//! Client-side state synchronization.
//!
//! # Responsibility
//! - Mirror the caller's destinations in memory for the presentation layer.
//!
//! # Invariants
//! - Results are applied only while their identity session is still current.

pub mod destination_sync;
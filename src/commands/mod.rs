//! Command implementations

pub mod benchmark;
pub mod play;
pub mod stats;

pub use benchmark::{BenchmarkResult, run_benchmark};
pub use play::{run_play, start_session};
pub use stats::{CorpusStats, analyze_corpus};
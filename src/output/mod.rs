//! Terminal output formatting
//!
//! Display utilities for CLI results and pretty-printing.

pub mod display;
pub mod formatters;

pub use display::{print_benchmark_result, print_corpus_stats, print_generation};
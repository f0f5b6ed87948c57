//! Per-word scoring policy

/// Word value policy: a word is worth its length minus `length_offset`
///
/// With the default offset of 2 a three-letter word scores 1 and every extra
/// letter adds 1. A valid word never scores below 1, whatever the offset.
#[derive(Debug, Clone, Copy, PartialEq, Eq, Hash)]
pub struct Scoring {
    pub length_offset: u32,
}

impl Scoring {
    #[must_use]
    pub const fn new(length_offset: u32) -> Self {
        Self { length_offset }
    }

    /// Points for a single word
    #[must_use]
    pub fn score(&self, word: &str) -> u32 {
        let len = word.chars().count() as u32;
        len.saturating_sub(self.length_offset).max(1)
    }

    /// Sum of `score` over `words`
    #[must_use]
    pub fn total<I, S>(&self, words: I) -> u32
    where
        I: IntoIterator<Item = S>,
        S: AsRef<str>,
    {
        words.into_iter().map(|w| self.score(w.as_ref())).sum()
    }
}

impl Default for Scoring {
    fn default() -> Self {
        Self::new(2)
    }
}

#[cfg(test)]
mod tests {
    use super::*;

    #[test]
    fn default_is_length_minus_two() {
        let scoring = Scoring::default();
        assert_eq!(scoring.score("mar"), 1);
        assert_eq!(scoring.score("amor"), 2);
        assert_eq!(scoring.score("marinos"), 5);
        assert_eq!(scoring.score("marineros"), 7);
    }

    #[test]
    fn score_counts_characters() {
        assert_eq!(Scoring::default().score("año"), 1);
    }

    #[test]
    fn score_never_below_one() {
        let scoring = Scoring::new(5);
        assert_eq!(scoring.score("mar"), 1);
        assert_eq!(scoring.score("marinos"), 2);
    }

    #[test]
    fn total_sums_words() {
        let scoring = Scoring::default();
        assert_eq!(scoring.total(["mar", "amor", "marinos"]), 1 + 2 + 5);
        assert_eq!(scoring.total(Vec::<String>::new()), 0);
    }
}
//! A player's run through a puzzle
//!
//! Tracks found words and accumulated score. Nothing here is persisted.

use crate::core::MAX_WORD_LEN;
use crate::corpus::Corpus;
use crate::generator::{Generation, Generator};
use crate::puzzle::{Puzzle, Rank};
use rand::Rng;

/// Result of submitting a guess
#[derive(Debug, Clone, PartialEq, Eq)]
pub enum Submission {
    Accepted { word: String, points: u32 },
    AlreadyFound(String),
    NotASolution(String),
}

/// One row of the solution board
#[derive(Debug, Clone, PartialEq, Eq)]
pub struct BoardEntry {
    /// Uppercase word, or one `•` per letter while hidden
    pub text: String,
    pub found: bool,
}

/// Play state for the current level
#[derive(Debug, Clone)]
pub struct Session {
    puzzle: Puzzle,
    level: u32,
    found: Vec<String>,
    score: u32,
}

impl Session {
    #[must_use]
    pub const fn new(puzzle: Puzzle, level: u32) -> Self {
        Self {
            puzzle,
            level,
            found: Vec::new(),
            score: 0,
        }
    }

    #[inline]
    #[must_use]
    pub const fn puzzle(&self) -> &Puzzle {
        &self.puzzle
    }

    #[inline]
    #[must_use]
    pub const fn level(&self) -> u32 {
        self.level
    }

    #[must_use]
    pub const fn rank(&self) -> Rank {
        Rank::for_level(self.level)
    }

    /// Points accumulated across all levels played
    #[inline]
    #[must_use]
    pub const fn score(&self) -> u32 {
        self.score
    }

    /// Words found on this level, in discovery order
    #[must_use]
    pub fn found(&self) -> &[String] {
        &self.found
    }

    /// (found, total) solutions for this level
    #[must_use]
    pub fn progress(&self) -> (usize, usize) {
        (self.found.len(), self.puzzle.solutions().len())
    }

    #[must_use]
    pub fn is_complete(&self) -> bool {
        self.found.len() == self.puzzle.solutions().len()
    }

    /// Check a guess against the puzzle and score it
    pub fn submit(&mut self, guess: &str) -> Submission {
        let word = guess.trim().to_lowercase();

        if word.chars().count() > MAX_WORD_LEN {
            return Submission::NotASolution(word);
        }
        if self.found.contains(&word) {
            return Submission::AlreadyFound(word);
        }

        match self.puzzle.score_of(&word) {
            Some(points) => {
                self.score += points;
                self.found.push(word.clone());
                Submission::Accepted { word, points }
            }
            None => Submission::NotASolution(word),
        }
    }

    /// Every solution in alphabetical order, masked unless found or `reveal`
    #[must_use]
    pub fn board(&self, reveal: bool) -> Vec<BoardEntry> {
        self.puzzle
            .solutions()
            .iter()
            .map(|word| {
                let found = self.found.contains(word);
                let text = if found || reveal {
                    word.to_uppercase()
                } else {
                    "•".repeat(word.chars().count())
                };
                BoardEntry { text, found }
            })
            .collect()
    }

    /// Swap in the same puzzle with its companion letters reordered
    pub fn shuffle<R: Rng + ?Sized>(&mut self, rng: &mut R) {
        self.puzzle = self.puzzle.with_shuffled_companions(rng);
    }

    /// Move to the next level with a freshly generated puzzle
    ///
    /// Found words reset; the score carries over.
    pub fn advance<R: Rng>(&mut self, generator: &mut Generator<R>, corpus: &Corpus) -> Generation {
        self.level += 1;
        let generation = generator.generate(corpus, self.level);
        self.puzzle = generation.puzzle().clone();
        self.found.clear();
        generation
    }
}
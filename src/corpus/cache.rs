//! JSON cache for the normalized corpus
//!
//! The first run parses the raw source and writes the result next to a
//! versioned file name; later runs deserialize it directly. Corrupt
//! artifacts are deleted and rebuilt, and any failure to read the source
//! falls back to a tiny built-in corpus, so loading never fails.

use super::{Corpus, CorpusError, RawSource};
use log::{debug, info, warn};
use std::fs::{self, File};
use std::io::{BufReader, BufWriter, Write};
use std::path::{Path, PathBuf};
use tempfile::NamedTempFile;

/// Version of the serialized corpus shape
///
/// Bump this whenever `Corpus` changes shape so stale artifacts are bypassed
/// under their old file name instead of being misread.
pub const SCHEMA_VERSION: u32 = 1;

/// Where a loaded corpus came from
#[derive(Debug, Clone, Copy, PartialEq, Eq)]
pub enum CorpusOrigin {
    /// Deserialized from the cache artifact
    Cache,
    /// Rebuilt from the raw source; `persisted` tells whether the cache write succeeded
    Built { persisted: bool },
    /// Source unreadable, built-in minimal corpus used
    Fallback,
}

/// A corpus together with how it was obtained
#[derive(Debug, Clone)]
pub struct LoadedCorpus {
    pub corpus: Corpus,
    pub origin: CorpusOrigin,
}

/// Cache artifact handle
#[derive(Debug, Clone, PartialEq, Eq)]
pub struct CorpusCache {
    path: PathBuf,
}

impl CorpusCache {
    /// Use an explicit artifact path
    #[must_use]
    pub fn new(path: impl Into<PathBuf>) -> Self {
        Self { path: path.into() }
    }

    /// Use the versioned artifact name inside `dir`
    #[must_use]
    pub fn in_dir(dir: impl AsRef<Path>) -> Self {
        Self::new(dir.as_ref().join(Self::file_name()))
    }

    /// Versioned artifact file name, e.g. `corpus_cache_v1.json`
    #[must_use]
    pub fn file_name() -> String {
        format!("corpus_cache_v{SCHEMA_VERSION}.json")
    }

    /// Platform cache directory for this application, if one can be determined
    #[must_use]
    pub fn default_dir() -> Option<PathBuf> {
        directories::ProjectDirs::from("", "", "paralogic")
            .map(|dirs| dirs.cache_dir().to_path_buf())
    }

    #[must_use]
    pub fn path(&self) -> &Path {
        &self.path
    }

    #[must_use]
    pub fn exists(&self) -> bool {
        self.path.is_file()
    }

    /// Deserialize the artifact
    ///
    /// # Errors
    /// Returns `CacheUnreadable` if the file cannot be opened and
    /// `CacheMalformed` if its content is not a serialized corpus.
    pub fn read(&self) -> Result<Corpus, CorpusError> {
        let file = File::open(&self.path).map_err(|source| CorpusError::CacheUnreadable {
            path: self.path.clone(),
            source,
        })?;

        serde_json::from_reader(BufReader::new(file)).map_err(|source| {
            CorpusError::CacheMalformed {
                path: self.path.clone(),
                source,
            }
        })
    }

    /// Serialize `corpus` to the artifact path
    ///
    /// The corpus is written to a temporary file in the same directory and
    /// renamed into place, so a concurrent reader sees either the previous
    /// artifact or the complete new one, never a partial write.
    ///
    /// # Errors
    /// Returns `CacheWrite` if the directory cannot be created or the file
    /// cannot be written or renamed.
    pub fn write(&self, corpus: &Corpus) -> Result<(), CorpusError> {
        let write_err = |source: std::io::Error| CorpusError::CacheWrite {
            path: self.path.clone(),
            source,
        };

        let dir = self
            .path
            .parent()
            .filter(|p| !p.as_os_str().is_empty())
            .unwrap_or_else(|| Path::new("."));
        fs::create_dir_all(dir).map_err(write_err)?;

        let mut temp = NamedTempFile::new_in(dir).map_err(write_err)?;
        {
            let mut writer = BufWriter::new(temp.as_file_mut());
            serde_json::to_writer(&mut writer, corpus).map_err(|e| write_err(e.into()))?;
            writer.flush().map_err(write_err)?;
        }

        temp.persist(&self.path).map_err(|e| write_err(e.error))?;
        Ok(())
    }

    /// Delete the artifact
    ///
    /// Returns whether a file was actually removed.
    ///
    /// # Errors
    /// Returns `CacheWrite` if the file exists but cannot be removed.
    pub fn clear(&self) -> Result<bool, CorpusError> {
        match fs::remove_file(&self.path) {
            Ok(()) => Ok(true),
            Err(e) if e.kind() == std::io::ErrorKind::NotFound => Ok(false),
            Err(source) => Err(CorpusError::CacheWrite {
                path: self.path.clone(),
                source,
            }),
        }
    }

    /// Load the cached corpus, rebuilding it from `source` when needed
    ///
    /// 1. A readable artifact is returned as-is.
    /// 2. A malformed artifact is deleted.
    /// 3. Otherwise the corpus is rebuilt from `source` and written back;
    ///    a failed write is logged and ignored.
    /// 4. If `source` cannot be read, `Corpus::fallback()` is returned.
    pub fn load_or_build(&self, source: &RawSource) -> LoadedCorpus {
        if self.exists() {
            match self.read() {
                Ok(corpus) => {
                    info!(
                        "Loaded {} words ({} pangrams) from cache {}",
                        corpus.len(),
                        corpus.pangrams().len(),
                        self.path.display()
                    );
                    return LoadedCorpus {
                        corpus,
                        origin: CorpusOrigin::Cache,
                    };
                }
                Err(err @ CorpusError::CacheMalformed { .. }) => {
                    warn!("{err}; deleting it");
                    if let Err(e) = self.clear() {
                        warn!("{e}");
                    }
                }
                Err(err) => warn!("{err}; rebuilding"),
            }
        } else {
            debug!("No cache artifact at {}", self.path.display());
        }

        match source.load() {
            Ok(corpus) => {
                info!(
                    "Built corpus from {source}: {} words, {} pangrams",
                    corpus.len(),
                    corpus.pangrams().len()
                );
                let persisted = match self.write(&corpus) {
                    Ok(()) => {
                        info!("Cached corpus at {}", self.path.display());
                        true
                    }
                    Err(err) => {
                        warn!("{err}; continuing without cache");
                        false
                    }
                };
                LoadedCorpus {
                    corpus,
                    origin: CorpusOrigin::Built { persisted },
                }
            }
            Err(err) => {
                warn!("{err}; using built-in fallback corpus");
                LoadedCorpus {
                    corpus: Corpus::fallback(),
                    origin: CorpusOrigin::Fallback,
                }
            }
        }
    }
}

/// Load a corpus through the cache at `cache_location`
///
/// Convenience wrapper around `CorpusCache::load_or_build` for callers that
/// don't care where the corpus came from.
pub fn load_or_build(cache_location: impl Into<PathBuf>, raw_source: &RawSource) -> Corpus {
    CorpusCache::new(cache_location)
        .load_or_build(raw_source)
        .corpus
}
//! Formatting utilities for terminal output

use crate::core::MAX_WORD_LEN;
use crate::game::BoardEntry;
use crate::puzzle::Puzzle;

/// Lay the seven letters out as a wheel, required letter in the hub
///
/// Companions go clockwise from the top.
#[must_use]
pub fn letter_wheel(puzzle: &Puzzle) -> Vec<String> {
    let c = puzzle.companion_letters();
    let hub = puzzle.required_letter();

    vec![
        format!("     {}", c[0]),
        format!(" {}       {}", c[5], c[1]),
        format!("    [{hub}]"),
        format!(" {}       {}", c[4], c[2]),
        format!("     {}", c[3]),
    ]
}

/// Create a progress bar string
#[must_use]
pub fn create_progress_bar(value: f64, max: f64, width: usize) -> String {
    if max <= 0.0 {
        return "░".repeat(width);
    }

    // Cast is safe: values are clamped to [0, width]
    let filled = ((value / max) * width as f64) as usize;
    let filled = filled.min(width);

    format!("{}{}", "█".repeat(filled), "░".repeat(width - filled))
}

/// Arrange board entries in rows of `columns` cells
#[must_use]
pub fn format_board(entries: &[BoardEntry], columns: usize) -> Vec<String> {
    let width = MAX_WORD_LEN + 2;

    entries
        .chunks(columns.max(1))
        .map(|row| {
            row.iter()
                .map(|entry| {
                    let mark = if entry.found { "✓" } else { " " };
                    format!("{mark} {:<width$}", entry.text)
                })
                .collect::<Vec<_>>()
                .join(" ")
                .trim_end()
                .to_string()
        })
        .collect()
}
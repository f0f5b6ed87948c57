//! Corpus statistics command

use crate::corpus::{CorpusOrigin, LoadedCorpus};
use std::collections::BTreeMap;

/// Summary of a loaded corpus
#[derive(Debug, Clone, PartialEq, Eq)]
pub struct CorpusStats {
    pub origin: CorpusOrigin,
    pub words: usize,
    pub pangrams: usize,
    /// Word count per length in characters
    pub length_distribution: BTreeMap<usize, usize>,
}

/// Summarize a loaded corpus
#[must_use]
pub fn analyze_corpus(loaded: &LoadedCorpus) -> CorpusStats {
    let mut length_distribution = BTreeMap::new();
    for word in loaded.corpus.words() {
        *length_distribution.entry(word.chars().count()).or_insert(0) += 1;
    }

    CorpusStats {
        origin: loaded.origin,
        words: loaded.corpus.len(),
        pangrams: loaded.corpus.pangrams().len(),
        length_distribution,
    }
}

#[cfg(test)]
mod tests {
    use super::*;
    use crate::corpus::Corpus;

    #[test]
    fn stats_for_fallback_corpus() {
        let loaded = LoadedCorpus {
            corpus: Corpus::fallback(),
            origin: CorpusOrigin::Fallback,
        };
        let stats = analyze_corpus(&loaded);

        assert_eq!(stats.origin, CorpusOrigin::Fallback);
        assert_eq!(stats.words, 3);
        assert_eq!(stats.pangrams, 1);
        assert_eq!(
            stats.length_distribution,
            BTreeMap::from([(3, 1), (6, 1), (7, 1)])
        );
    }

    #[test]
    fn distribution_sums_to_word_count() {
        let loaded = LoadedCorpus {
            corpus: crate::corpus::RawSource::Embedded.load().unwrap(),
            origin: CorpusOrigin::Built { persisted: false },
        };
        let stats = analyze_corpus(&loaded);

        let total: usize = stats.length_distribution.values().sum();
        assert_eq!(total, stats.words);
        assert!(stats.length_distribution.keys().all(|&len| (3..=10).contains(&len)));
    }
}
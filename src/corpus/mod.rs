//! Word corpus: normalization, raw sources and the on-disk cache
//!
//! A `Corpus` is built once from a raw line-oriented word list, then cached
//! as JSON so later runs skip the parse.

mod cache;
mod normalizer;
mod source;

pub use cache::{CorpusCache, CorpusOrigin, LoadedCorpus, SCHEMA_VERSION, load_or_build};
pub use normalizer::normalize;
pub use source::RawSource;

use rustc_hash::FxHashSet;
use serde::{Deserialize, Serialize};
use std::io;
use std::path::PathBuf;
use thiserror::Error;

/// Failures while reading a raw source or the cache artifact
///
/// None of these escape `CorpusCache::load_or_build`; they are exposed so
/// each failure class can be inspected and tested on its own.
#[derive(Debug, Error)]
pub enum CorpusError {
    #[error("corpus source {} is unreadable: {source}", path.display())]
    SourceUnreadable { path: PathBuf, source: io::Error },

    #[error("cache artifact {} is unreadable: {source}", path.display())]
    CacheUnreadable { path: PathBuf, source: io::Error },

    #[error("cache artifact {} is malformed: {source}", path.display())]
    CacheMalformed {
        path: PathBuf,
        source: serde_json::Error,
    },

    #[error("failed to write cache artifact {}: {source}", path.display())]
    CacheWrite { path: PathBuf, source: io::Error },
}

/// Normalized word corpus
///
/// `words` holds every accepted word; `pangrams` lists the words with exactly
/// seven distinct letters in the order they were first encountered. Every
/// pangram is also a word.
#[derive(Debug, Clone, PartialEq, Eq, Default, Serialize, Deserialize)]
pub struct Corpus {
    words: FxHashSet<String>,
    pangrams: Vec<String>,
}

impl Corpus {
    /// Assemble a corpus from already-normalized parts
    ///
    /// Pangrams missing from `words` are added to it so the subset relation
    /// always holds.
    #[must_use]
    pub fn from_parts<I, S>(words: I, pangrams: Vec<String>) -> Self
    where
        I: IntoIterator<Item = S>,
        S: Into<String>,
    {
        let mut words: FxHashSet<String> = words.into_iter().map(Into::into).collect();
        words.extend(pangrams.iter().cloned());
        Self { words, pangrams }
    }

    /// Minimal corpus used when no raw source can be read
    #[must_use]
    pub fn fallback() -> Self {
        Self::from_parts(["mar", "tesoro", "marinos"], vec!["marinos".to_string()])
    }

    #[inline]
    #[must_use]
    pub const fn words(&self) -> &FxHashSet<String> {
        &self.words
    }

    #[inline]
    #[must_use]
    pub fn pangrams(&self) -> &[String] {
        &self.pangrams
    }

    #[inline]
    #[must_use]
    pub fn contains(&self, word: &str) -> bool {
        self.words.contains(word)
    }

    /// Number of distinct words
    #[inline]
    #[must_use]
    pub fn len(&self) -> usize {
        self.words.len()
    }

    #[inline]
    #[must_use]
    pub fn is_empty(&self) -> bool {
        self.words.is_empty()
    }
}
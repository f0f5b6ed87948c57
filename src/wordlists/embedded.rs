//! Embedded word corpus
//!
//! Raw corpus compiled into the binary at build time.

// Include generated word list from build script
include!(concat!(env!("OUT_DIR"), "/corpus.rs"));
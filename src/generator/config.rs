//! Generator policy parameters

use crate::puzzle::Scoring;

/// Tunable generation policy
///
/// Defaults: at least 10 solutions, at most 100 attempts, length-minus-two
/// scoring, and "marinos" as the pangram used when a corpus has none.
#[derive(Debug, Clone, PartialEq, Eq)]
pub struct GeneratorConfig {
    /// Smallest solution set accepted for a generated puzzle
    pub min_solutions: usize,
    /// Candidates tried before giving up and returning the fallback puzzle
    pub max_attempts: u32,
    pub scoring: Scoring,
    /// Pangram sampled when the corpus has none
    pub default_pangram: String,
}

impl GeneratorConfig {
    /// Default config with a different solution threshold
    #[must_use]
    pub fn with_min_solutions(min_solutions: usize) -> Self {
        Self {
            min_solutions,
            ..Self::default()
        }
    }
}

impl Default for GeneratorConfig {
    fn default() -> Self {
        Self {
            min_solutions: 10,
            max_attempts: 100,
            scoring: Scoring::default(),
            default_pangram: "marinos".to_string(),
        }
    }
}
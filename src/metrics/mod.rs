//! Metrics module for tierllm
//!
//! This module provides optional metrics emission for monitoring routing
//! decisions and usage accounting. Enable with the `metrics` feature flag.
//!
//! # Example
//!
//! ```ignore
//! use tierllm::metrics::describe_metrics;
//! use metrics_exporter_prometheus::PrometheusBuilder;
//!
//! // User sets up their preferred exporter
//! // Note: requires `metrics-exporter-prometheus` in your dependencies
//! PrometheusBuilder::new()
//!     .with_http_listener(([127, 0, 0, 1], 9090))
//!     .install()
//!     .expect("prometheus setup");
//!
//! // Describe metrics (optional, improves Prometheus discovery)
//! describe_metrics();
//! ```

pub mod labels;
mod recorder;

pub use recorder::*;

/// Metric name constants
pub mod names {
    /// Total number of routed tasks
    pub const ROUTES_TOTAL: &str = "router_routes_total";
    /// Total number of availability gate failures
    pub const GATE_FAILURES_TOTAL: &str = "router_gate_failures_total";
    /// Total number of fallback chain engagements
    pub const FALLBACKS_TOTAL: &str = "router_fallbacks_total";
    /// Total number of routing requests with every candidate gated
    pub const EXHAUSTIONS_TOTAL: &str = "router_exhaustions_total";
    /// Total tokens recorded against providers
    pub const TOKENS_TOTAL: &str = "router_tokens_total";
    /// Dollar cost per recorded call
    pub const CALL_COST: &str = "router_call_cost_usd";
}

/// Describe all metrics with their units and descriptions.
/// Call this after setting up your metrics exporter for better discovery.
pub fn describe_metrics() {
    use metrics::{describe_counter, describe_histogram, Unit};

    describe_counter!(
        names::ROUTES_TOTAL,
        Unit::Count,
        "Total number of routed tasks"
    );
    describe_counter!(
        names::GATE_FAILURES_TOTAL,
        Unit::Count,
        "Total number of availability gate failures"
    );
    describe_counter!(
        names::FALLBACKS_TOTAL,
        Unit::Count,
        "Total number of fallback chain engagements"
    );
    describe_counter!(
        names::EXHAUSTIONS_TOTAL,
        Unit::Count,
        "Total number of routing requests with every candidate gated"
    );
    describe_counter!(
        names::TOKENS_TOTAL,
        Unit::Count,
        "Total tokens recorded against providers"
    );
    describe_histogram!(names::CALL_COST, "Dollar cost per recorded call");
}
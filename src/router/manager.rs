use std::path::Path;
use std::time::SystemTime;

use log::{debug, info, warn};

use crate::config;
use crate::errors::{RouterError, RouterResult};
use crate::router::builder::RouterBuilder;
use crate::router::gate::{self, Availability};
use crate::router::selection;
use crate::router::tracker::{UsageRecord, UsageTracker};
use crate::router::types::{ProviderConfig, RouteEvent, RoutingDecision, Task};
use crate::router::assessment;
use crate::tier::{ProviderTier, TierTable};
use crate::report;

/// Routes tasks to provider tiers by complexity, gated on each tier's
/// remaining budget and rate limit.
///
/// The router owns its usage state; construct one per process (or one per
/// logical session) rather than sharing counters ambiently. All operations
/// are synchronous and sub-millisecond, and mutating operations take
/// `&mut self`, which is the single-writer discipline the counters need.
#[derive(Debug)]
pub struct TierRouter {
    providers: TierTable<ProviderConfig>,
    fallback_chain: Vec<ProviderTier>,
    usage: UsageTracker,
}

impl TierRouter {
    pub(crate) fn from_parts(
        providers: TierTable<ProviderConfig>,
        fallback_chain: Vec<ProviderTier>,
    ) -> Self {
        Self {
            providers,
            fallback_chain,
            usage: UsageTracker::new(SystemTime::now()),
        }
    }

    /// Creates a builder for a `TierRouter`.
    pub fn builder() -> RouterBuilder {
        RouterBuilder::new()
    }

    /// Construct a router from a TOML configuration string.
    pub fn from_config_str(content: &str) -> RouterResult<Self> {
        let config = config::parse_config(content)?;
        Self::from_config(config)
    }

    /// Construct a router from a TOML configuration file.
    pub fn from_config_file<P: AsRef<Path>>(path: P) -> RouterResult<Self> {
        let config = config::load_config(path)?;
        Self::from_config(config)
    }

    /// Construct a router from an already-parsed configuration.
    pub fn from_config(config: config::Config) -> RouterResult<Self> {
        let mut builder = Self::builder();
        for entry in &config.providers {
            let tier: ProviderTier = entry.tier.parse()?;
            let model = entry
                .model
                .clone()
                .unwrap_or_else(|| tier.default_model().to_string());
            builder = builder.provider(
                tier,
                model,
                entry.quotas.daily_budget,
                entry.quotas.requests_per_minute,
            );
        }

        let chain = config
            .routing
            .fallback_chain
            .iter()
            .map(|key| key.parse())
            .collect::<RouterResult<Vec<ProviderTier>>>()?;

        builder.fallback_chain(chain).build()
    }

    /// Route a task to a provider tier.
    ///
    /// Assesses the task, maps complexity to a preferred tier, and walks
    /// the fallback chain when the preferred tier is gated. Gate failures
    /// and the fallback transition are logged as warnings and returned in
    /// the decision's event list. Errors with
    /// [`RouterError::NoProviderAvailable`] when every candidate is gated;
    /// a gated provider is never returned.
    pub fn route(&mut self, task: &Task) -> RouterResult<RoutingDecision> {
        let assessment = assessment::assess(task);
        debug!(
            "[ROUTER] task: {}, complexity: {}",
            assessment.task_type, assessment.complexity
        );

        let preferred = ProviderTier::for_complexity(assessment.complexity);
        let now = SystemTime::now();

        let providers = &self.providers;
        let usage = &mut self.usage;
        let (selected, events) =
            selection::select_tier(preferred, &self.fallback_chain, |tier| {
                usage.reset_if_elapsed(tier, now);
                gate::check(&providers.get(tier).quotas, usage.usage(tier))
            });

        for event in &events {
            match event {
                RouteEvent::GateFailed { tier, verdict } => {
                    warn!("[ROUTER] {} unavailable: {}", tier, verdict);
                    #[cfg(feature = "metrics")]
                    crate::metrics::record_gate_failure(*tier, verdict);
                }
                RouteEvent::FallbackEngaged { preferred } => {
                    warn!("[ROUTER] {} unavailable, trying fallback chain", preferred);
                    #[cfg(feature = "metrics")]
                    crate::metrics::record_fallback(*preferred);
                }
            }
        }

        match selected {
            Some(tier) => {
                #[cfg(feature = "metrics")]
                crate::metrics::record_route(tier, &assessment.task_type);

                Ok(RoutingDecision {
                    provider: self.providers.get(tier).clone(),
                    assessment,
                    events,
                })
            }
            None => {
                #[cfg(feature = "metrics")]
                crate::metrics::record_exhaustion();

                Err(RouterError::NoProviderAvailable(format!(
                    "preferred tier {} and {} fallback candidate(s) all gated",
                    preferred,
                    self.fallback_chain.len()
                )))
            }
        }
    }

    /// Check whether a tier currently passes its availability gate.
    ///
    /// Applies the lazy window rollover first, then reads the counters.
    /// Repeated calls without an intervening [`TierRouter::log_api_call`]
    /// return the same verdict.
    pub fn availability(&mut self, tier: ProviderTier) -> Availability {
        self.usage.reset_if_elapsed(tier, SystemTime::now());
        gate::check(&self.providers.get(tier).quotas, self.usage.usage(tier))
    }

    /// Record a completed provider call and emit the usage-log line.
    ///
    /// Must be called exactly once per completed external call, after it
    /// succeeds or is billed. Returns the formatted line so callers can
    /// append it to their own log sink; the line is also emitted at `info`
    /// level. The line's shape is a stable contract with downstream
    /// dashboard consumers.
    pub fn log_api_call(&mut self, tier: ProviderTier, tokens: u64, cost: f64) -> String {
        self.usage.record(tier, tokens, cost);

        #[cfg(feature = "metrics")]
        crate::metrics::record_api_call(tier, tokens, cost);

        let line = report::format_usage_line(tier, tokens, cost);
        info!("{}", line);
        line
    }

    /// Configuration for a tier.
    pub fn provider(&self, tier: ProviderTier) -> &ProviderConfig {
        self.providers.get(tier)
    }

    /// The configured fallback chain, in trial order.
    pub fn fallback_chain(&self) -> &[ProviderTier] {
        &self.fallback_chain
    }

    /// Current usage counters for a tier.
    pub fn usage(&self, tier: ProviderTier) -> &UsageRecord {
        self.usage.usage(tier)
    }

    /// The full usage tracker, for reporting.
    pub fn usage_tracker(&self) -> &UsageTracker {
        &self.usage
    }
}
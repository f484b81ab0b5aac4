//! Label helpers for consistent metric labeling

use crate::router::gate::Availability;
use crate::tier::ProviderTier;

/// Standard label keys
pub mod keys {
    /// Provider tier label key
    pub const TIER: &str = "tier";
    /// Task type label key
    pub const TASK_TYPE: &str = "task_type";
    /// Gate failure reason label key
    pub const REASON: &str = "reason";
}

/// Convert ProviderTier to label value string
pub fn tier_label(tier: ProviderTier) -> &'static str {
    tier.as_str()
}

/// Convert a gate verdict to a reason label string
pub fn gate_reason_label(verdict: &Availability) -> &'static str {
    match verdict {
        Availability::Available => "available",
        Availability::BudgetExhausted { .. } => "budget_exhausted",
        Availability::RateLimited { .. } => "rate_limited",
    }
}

+ + + + +

→ EXERCISE: Lines of the listing above that hold the string "info" should each be copied.

→ RESPONSE AREA:
use log::{debug, info, warn};
                    info!(
                info!(
                        info!("Cached corpus at {}", self.path.display());
use log::{debug, info, warn};
    /// append it to their own log sink; the line is also emitted at `info`
        info!("{}", line);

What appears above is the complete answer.